Asking "how much more impact" is not a well defined question so it will be difficult to associate a quantity to it. You could indeed calculate the height corresponding to the PE equal to the extra KE. It does not mean that the effects on the body are the same in the two cases. In this case, considering a 2000 kg car and 100 kg man, the extra KE of the car will correspond to the man falling from about 20 m. But the extra energy is not transferred to the man. The tricky part is to find how much energy is transferred to the man by impact and this is not trivial. The collision is neither perfectly elastic, nor perfectly inelastic (they don't stick together). So the amount of KE transferred will depend on the details of the collision. Maybe you could consider an elastic collision as a model (the energy transferred to the body is maxim in this case) and calculate the difference in energy transferred. If you convert it to PE of the body it will be less than 4 m, still significant and more realistic probably than the 20 m. People often survive accidents produced by cars running at 34 km/h but not so falls from 20 m.

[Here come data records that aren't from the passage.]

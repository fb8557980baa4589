//! Working-tree file reading with size limits and binary detection.

use std::io::Read;
use std::path::Path;

use leakgate_core::FileData;
use leakgate_core::binary::is_binary_bytes;

/// Files at or above this size are memory-mapped instead of heap-read.
const MMAP_THRESHOLD: u64 = 32 * 1024;

/// Reads a working-tree file, classifying the outcome instead of failing.
///
/// Small files (< 32 KB) are read with a single `read` syscall.
/// Large files are memory-mapped so the OS page cache is used directly,
/// avoiding a heap copy until the content is confirmed to be text.
#[must_use]
pub fn read_file(path: &Path, max_size: Option<u64>) -> FileData {
    let Ok(mut file) = std::fs::File::open(path) else {
        return FileData::Unreadable;
    };
    let Ok(metadata) = file.metadata() else {
        return FileData::Unreadable;
    };
    let len = metadata.len();

    if let Some(max) = max_size
        && len > max
    {
        return FileData::TooLarge(len);
    }

    if len >= MMAP_THRESHOLD {
        read_large_file_mmap(&file)
    } else {
        read_small_file(&mut file, len)
    }
}

#[expect(
    clippy::cast_possible_truncation,
    reason = "files above max_size are already rejected; remaining sizes fit in usize"
)]
fn read_small_file(file: &mut std::fs::File, len: u64) -> FileData {
    let mut bytes = Vec::with_capacity(len as usize);
    if file.read_to_end(&mut bytes).is_err() {
        return FileData::Unreadable;
    }
    if is_binary_bytes(&bytes) {
        return FileData::Binary;
    }
    match String::from_utf8(bytes) {
        Ok(text) => FileData::Text(text),
        Err(_) => FileData::Binary,
    }
}

fn read_large_file_mmap(file: &std::fs::File) -> FileData {
    // SAFETY: The map is read-only and dropped before this function returns.
    // Concurrent file truncation could cause SIGBUS, but this is the same
    // risk `git` and `ripgrep` accept for mmap-based file reading.
    #[expect(unsafe_code, reason = "mmap requires unsafe; lifetime is scoped to this function")]
    let mmap = match unsafe { memmap2::Mmap::map(file) } {
        Ok(mmap) => mmap,
        Err(_) => return FileData::Unreadable,
    };

    if is_binary_bytes(&mmap) {
        return FileData::Binary;
    }

    match std::str::from_utf8(&mmap) {
        Ok(text) => FileData::Text(text.to_string()),
        Err(_) => FileData::Binary,
    }
}

#[cfg(test)]
mod tests {
    use std::io::Write;

    use tempfile::NamedTempFile;

    use super::*;

    #[test]
    fn read_file_returns_text_content() {
        let mut file = NamedTempFile::new().unwrap();
        writeln!(file, "hello world").unwrap();

        match read_file(file.path(), None) {
            FileData::Text(content) => assert!(content.contains("hello world")),
            other => panic!("expected text, got {other:?}"),
        }
    }

    #[test]
    fn read_file_nonexistent_is_unreadable() {
        let data = read_file(Path::new("/nonexistent/file.txt"), None);
        assert!(matches!(data, FileData::Unreadable));
    }

    #[test]
    fn read_file_over_limit_reports_size() {
        let mut file = NamedTempFile::new().unwrap();
        write!(file, "{}", "x".repeat(1000)).unwrap();

        match read_file(file.path(), Some(500)) {
            FileData::TooLarge(size) => assert_eq!(size, 1000),
            other => panic!("expected too-large, got {other:?}"),
        }
    }

    #[test]
    fn read_file_exactly_at_limit_is_text() {
        let mut file = NamedTempFile::new().unwrap();
        write!(file, "{}", "x".repeat(100)).unwrap();

        assert!(matches!(read_file(file.path(), Some(100)), FileData::Text(_)));
    }

    #[test]
    fn read_file_detects_binary_content() {
        let mut file = NamedTempFile::new().unwrap();
        file.write_all(b"text\x00binary").unwrap();

        assert!(matches!(read_file(file.path(), None), FileData::Binary));
    }

    #[test]
    fn read_file_handles_large_text() {
        let mut file = NamedTempFile::new().unwrap();
        let line = "a line of perfectly ordinary text\n";
        for _ in 0..2000 {
            file.write_all(line.as_bytes()).unwrap();
        }

        match read_file(file.path(), None) {
            FileData::Text(content) => assert!(content.len() as u64 >= MMAP_THRESHOLD),
            other => panic!("expected text, got {other:?}"),
        }
    }

}
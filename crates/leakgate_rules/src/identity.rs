//! Tables and heuristics for classifying commit author identities.

/// Email domains operated by consumer providers. An author email on one
/// of these domains identifies a person rather than an organisation.
pub const PERSONAL_EMAIL_DOMAINS: &[&str] = &[
    "gmail.com",
    "yahoo.co.jp",
    "yahoo.com",
    "hotmail.com",
    "hotmail.co.jp",
    "outlook.com",
    "outlook.jp",
    "icloud.com",
    "me.com",
    "mac.com",
    "live.com",
    "live.jp",
    "msn.com",
    "protonmail.com",
    "proton.me",
];

/// Regex matching vendor-default machine hostnames embedded in an email
/// local part or domain (e.g. `alice@Alices-MacBook-Pro.local`).
pub const MACHINE_HOSTNAME_REGEX: &str =
    r"(?i)\b[\w-]*(?:MacBook|iMac|Mac-?mini|DESKTOP|LAPTOP|PC)[\w-]*\.local\b";

/// Returns `true` if the email is on a consumer provider domain.
#[must_use]
pub fn is_personal_email(email: &str) -> bool {
    let Some((_, domain)) = email.rsplit_once('@') else {
        return false;
    };
    let domain = domain.to_ascii_lowercase();
    PERSONAL_EMAIL_DOMAINS.iter().any(|d| domain == *d)
}

/// Returns `true` for forge-issued noreply addresses, which are the
/// recommended way to hide a personal email and must never be flagged.
#[must_use]
pub fn is_noreply_email(email: &str) -> bool {
    let email = email.to_ascii_lowercase();
    email.contains("noreply") || email.contains("no-reply")
}

/// Returns `true` if the name contains CJK characters, which in an
/// author signature almost always means a real legal name.
#[must_use]
pub fn contains_cjk(name: &str) -> bool {
    name.chars().any(is_cjk_char)
}

const fn is_cjk_char(c: char) -> bool {
    matches!(c,
        '\u{3040}'..='\u{309F}'   // hiragana
        | '\u{30A0}'..='\u{30FF}' // katakana
        | '\u{4E00}'..='\u{9FFF}' // CJK unified ideographs
        | '\u{AC00}'..='\u{D7AF}' // hangul syllables
    )
}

Yes, the example makes sense. Assuming the poor pedestrian was at rest before the impact hence its momentum will be zero too. Therefore the car will transfer its entire Kinetic Energy to the pedestrian and he will start moving at the velocity at which the car was moving earlier(ignoring all the frictional forces). You can absolutely calculate the impact made by car due to a 4 km/h difference by computing the Joule difference. As the example of a body falling to the ground from a certain height, this scenario will not exactly match with the one of the car accident, because in this example of falling body, the Potential Energy will be converted into Kinetic Energy and hence on impact the pedestrian will feel the same force, but because of the presence of ground beneath him he will then have no Kinetic Energy and will remain at rest. The impact caused by both will be same but the final state of motion of the pedestrian will change.